I couldn’t sleep last night. It was my fault because I decided to partake in a few low sugar dark chocolate covered espresso beans.
At 10 pm.
That, and the cat nap I had at dinnertime helped me to have a very restless night of sleep.
When I am awake in the middle of the night, I usually talk to Jesus and get stuff sorted out. I did have an insightful moment with Him, and thought, hmm, I should blog about it. I was so awake at 4 am, that I thought about getting up and actually doing it right then.
But then I remembered, zombie walkers come out at night. And there is a non-covered window in our office. So, yeah. That idea was out. We don’t need them seeing me, and getting all hungry like and frantic to get in the house.
Yes, my husband forced me to watch every.stinking.episode of The Walking Dead. And yes, I have nightmares about it because predators are my worst fear ever. Sharks, lions, child molesters and zombies.. all the same in my book. MEAN! And, yes. I believe zombies are predators. The fact that they aren’t real doesn’t help at 4am in the morning, when my vain imagination thinks I can hear them.
We even have an 87 year old neighbor that shuffles by at dinnertime, and I swear she sounds like a shuffling walker. Ask my husband. I mention it every time.
I need help.
All that to let you know.. I have been wanting to write a series of post with the above title for years. I even have the rights to a website with the name. Life happens. Fear happens. I get distracted. This is usually the way it goes when I get an idea.
I don’t know how frequent these posts will be, but I do know it’s starting today.
The first confession? I’m overweight, and I’m mad about it. And…I’m fearful, read petrified, I will always be this way.
In my espresso bean buzzed head, I started up a convo with Jesus.
Me: Why I am so messed up? Why don’t I do what I say I’m going to do? (If you must know.. I was referring to a healthy eating plan that I didn’t stick to, even though I know my body does better on it.)
Him: You are afraid.
Me: I am? Ohhh. Yep.. I’m afraid of pain, and I’m afraid of failure, so that makes a lot of sense. (In my messed up mind, if I don’t really start, then I can’t really fail..genius, right?)
We talked for longer, but I dozed off, and don’t remember what we said. I do know that He gave me some major insight though. For someone that struggles daily with the chronic muscle pain of fibromyalgia, you would think I could muscle through “simple” pain better. But that is not the case. I didn’t realize fear had wrapped its way around daily decisions in my life. I know it’s crazy to fear a zombie attack. I get that. And I pray through it. Really.. sometimes, I seriously have to pray a sound mind over it. I’m a bit cray cray. The Walking Dead has ruined me!

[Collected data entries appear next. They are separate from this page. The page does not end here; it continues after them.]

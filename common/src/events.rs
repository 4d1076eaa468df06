//! Chain-sync events delivered to the ingest pipeline

use crate::{
    asset::AssetMap,
    hash::{BlockHash, DatumHash, TxHash},
    point::Point,
};
use serde::{Deserialize, Serialize};
use serde_with::{hex::Hex, serde_as};
use std::{collections::BTreeMap, fmt, str::FromStr};

/// Reference to a transaction output
#[derive(Debug, Clone, Copy, PartialEq, Eq, Hash, PartialOrd, Ord, Serialize, Deserialize)]
pub struct UtxoRef {
    pub tx_hash: TxHash,
    pub index: u32,
}

impl UtxoRef {
    pub fn new(tx_hash: TxHash, index: u32) -> Self {
        Self { tx_hash, index }
    }
}

impl fmt::Display for UtxoRef {
    fn fmt(&self, f: &mut fmt::Formatter<'_>) -> fmt::Result {
        write!(f, "{}#{}", self.tx_hash, self.index)
    }
}

/// Datum attached to an output, by hash and optionally inline
#[serde_as]
#[derive(Debug, Clone, PartialEq, Eq, Serialize, Deserialize)]
pub struct DatumEvent {
    pub hash: DatumHash,
    #[serde_as(as = "Option<Hex>")]
    pub cbor: Option<Vec<u8>>,
}

/// A transaction output as decoded from the chain, or a resolved input
#[serde_as]
#[derive(Debug, Clone, PartialEq, Eq, Serialize, Deserialize)]
pub struct TxOutputEvent {
    pub address: String,
    pub amount: u64,
    pub assets: AssetMap,
    pub datum: Option<DatumEvent>,
    #[serde_as(as = "Hex")]
    pub cbor: Vec<u8>,
}

#[derive(Debug, Clone, Copy, PartialEq, Eq, Hash, PartialOrd, Ord, Serialize, Deserialize)]
pub enum RedeemerTag {
    Spend,
    Mint,
    Cert,
    Reward,
}

impl RedeemerTag {
    pub fn as_str(&self) -> &'static str {
        match self {
            RedeemerTag::Spend => "spend",
            RedeemerTag::Mint => "mint",
            RedeemerTag::Cert => "cert",
            RedeemerTag::Reward => "reward",
        }
    }
}

impl fmt::Display for RedeemerTag {
    fn fmt(&self, f: &mut fmt::Formatter<'_>) -> fmt::Result {
        f.write_str(self.as_str())
    }
}

impl FromStr for RedeemerTag {
    type Err = String;

    fn from_str(s: &str) -> Result<Self, Self::Err> {
        match s.to_ascii_lowercase().as_str() {
            "spend" => Ok(RedeemerTag::Spend),
            "mint" => Ok(RedeemerTag::Mint),
            "cert" => Ok(RedeemerTag::Cert),
            "reward" => Ok(RedeemerTag::Reward),
            other => Err(format!("unknown redeemer tag '{other}'")),
        }
    }
}

#[serde_as]
#[derive(Debug, Clone, PartialEq, Eq, Serialize, Deserialize)]
pub struct RedeemerEvent {
    pub tag: RedeemerTag,
    pub index: u32,
    #[serde_as(as = "Hex")]
    pub cbor: Vec<u8>,
}

/// Scripts, plutus data and redeemers from the transaction witness set
#[serde_as]
#[derive(Debug, Clone, Default, PartialEq, Eq, Serialize, Deserialize)]
pub struct WitnessEvent {
    #[serde_as(as = "Vec<Hex>")]
    pub plutus_v1_scripts: Vec<Vec<u8>>,
    #[serde_as(as = "Vec<Hex>")]
    pub plutus_v2_scripts: Vec<Vec<u8>>,
    #[serde_as(as = "Vec<Hex>")]
    pub plutus_v3_scripts: Vec<Vec<u8>>,
    #[serde_as(as = "Vec<Hex>")]
    pub plutus_data: Vec<Vec<u8>>,
    pub redeemers: Vec<RedeemerEvent>,
}

/// A decoded transaction with its inputs resolved to the outputs they spend.
///
/// `resolved_inputs` is positionally aligned with `inputs`; an input that
/// could not be resolved is omitted, so the lengths differ.
#[serde_as]
#[derive(Debug, Clone, PartialEq, Eq, Serialize, Deserialize)]
pub struct TransactionEvent {
    pub tx_hash: TxHash,
    #[serde_as(as = "Hex")]
    pub cbor: Vec<u8>,
    pub inputs: Vec<UtxoRef>,
    pub resolved_inputs: Vec<TxOutputEvent>,
    pub outputs: Vec<TxOutputEvent>,
    pub reference_inputs: Vec<UtxoRef>,
    #[serde_as(as = "Option<Hex>")]
    pub metadata: Option<Vec<u8>>,
    pub fee: u64,
    pub ttl: Option<u64>,
    /// Reward account to withdrawn amount
    pub withdrawals: BTreeMap<String, u64>,
    pub witnesses: WitnessEvent,
    #[serde_as(as = "Vec<Hex>")]
    pub certificates: Vec<Vec<u8>>,
    pub block_hash: BlockHash,
}

/// Where in the chain a transaction event sits
#[derive(Debug, Clone, Copy, PartialEq, Eq, Serialize, Deserialize)]
pub struct TransactionContext {
    pub block_number: u64,
    pub slot_number: u64,
    pub transaction_hash: TxHash,
}

/// Progress notification, one per block
#[derive(Debug, Clone, Copy, PartialEq, Eq, Serialize, Deserialize)]
pub struct ChainSyncStatus {
    pub slot: u64,
    pub block_hash: BlockHash,
    pub block_number: u64,
}

#[derive(Debug, Clone, PartialEq, Eq)]
pub enum ChainSyncEvent {
    Status(ChainSyncStatus),
    Transaction(Box<TransactionEvent>, TransactionContext),
    /// Everything after this point is no longer on the chain
    Rollback(Point),
}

Back to the point.. I hadn’t made the connection to pray through the little daily things I fear though.
The fear that I’m never going to get healthy.
The fear that I’m messing my children up beyond repair.
The fear that I’m not good enough to be in this position God gave me.
The fear that if I don’t cook perfectly, and parent perfectly, my children will be miserable in their bodies, like I am, one day.
The fear that I will let my heavily burdened husband down, and that it will affect our family and our church plant.
I am just a big old walking fear factory. There you go.. 1st confession. I am not even going to attempt to wrap this declaration into a tidy box with a pretty bow, as I so want to do. I just love me some tidy boxes with pretty bows. Because then everyone will think I have it all together.
But as we all know now, I don’t. Who needs to spend time on the boxes and bows then, if we’ve been made aware of some truth?
This is what I’m mulling over today. How about you? What are your confessions?